Rua que insistia em não ser como as outras: ainda não se apagara de um muro um anúncio de Adhemar de Barros para governador. Eu passava, pegava algum fio de Chopin que saía daquela casa, participava de um sonho imobilizado cujo encanto poderia ser quebrado por um som de atualidade – qualquer ruído brotado de mim representaria uma falta de escrúpulo. Meus passos ficavam menos pronunciados. Soletrei “Jeanne” à turma solenemente, como se cada letra obedecesse a uma caligrafia artística. Nicanor me ouviu com incredulidade e risinho. Conhecia o nome verdadeiro dela, muito comum, comparado àquele. Olhou para mim, todo indulgente, todo superior aos meus ardores de iniciante.
- História muito velha. – Ele cuspiu partículas de fumo de um cigarro amassado na boca. Passava dos cinquenta e reinava sobre nós como um oráculo avacalhado, desfibrado por cachaça. – Não casou, mas teve dois – o primeiro caiu no mundo e o segundo, todo mundo garante, era louco. Parece ter dado pra monge, ouvi dizer que se meteu nalgum mato por aí e ela levava comida pra ele. Nada comprovado. Também, se teve outros, escondeu bem. Não olha pra ninguém, mas não é louca mansa. Só muito orgulhosa...- Parecia colocá-la numa pilha mental de refugos, de lembranças locais que o deixavam mais tolhido, condenado, precisado de um novo copo. E o pedia. Alguém completava, aludindo a um fuxico antigo: haveria noites em que ela dava um sinal – um papel de bala que deixava cair no banco de praça onde estava; era o escolhido recolher e segui-la, rumo à rua da Biquinha. Eu saía, insatisfeito. Teria que voltar mais vezes para o quarteirão.
Gente espremida, coisas que a nova cidade encurralava com bares, lanchonetes, carros estacionados com toca-fitas estrugindo música sertaneja, lojas de 1,99, de conveniências, e difícil chamar de “footing” o que havia na rua 15 de Janeiro, mas uns remanescentes, de idade indefinível, ainda subiam e desciam. Sem esperar mais nada, cumpriam a rotina por nunca terem tido outra coisa ou imaginação para sequer cogitar dela.
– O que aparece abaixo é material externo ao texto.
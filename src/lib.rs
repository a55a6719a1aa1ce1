pub mod adapters;
pub mod config;
pub mod core;
pub mod domain;
pub mod gateway;
pub mod utils;

pub use crate::adapters::GeminiClient;
pub use config::{toml_config::RelayConfig, CliConfig};
pub use crate::core::refactor::RefactorService;
pub use domain::model::{RefactorRequest, RefactorResult, ServiceMode};
pub use domain::ports::GenerationClient;
pub use gateway::build_router;
pub use utils::error::{GenerationError, RelayError, Result};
Milagre que ainda andassem para cima e para baixo, sem rumo, que não fossem nomes nos anúncios da funerária colocados nos principais pontos da rua.
Ela também deslizava entre estranhos, trabalhadores novos do comércio e das fábricas, putas adolescentes, tipinhos tatuados, de camisetas e bonés virados, se indignando com o que entreouvia, baixando a cabeça para a maior parte do que a cercava, escolhendo um ou outro banco para sentar-se, ainda abanando-se com leque. Vez em quando, o rosto muito branco, os olhos grandes, desapareciam sob um tufo de algodão-doce cor-de-rosa.. Ou parava num carrinho de sorvete de palito. Contava moedas, lerda. Resistia bem ao equilíbrio nos saltos altos. O perfil para trás – olhasse o quê? - por sobre o ombro lisinho e virava, subitamente, figura de camafeu. Multidões que a ignoravam, que a esmagavam, de que ela se desviava, estóica, ancorando-se numa bolsa. Por vezes, um pulo à igreja, mas olhava por sobre as cabeças e retornava, desanimada. Muda. Nunca respondia a um boa-noite que fosse.
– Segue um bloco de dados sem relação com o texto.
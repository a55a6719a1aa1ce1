use crate::domain::ports::GenerationClient;
use crate::utils::error::{GenerationError, Result};
use async_trait::async_trait;
use reqwest::Client;
use serde::{Deserialize, Serialize};
use std::time::Duration;

/// Gemini `generateContent` REST client. Holds the credential and one pooled HTTP client.
pub struct GeminiClient {
    client: Client,
    api_key: String,
    model: String,
    base_url: String,
}

#[derive(Serialize)]
#[serde(rename_all = "camelCase")]
struct GenerateContentRequest<'a> {
    system_instruction: Content<'a>,
    contents: Vec<Content<'a>>,
}

#[derive(Serialize)]
struct Content<'a> {
    #[serde(skip_serializing_if = "Option::is_none")]
    role: Option<&'a str>,
    parts: Vec<Part<'a>>,
}

#[derive(Serialize)]
struct Part<'a> {
    text: &'a str,
}

#[derive(Deserialize)]
#[serde(rename_all = "camelCase")]
struct GenerateContentResponse {
    #[serde(default)]
    candidates: Vec<Candidate>,
    prompt_feedback: Option<PromptFeedback>,
}

#[derive(Deserialize)]
#[serde(rename_all = "camelCase")]
struct Candidate {
    content: Option<CandidateContent>,
    finish_reason: Option<String>,
}

#[derive(Deserialize)]
struct CandidateContent {
    #[serde(default)]
    parts: Vec<ResponsePart>,
}

#[derive(Deserialize)]
struct ResponsePart {
    text: Option<String>,
    #[serde(default)]
    thought: bool,
}

#[derive(Deserialize)]
#[serde(rename_all = "camelCase")]
struct PromptFeedback {
    block_reason: Option<String>,
}

#[derive(Deserialize)]
struct ErrorEnvelope {
    error: ErrorBody,
}

#[derive(Deserialize)]
struct ErrorBody {
    code: Option<u16>,
    #[serde(default)]
    message: String,
    status: Option<String>,
}

impl GeminiClient {
    pub fn new(
        api_key: impl Into<String>,
        model: impl Into<String>,
        base_url: impl Into<String>,
        timeout: Duration,
    ) -> Result<Self> {
        let client = Client::builder().timeout(timeout).build()?;
        Ok(Self {
            client,
            api_key: api_key.into(),
            model: model.into(),
            base_url: base_url.into().trim_end_matches('/').to_string(),
        })
    }

    fn endpoint(&self) -> String {
        format!(
            "{}/v1beta/models/{}:generateContent",
            self.base_url, self.model
        )
    }

    /// 非 2xx 回應一律視為服務端錯誤，盡量取出服務回報的代碼與訊息
    fn provider_error(status: reqwest::StatusCode, body: &str) -> GenerationError {
        match serde_json::from_str::<ErrorEnvelope>(body) {
            Ok(envelope) => GenerationError::Provider {
                code: envelope.error.code.unwrap_or(status.as_u16()),
                status: envelope
                    .error
                    .status
                    .unwrap_or_else(|| status.canonical_reason().unwrap_or("UNKNOWN").to_string()),
                message: envelope.error.message,
            },
            Err(_) => GenerationError::Provider {
                code: status.as_u16(),
                status: status.canonical_reason().unwrap_or("UNKNOWN").to_string(),
                message: body.trim().to_string(),
            },
        }
    }

    /// 串接第一個候選結果中所有非 thought 的文字片段
    fn extract_text(response: GenerateContentResponse) -> std::result::Result<String, GenerationError> {
        if let Some(reason) = response.prompt_feedback.and_then(|f| f.block_reason) {
            return Err(GenerationError::InvalidResponse {
                reason: format!("prompt was blocked ({})", reason),
            });
        }

        let candidate = response
            .candidates
            .into_iter()
            .next()
            .ok_or_else(|| GenerationError::InvalidResponse {
                reason: "response contained no candidates".to_string(),
            })?;

        let texts: Vec<String> = candidate
            .content
            .map(|content| content.parts)
            .unwrap_or_default()
            .into_iter()
            .filter(|part| !part.thought)
            .filter_map(|part| part.text)
            .collect();

        if texts.is_empty() {
            return Err(GenerationError::InvalidResponse {
                reason: format!(
                    "candidate contained no text (finish reason: {})",
                    candidate.finish_reason.as_deref().unwrap_or("unknown")
                ),
            });
        }

        Ok(texts.concat())
    }
}

#[async_trait]
impl GenerationClient for GeminiClient {
    fn model(&self) -> &str {
        &self.model
    }

    async fn generate(
        &self,
        system_instruction: &str,
        user_prompt: &str,
    ) -> std::result::Result<String, GenerationError> {
        let body = GenerateContentRequest {
            system_instruction: Content {
                role: None,
                parts: vec![Part {
                    text: system_instruction,
                }],
            },
            contents: vec![Content {
                role: Some("user"),
                parts: vec![Part { text: user_prompt }],
            }],
        };

        tracing::debug!("Making generation request to: {}", self.endpoint());
        let response = self
            .client
            .post(self.endpoint())
            .header("x-goog-api-key", &self.api_key)
            .json(&body)
            .send()
            .await?;

        let status = response.status();
        tracing::debug!("Generation response status: {}", status);

        let text = response.text().await?;
        if !status.is_success() {
            return Err(Self::provider_error(status, &text));
        }

        let parsed: GenerateContentResponse =
            serde_json::from_str(&text).map_err(|e| GenerationError::Unexpected {
                message: format!("invalid JSON body from generation service: {}", e),
            })?;

        Self::extract_text(parsed)
    }
}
Eu me vestia com a melhor calça e camisa. Noites, noites, meses saindo com a camisa aberta – meio quisesse atenção para meu tórax, para a exaltação que agigantava meu corpo – descia facilmente, levitando, mais impelido que aturdido pelo calor, para o canto de quarteirão de onde olharia para a janela. Num dado momento, da pouca luz vazada pela veneziana, o quarto daria sinal de estar aceso. Antes, com um recuo maior para trás de uma sibipiruna, era vê-la chegar da rua e entrar, fazendo ranger o portão. Vez em quando, parando, dava um jeito no cabelo, colhia duas, três asinhas brancas ou roxas de manacá. Nada em seus gestos e olhares se parecia remotamente com um sinal.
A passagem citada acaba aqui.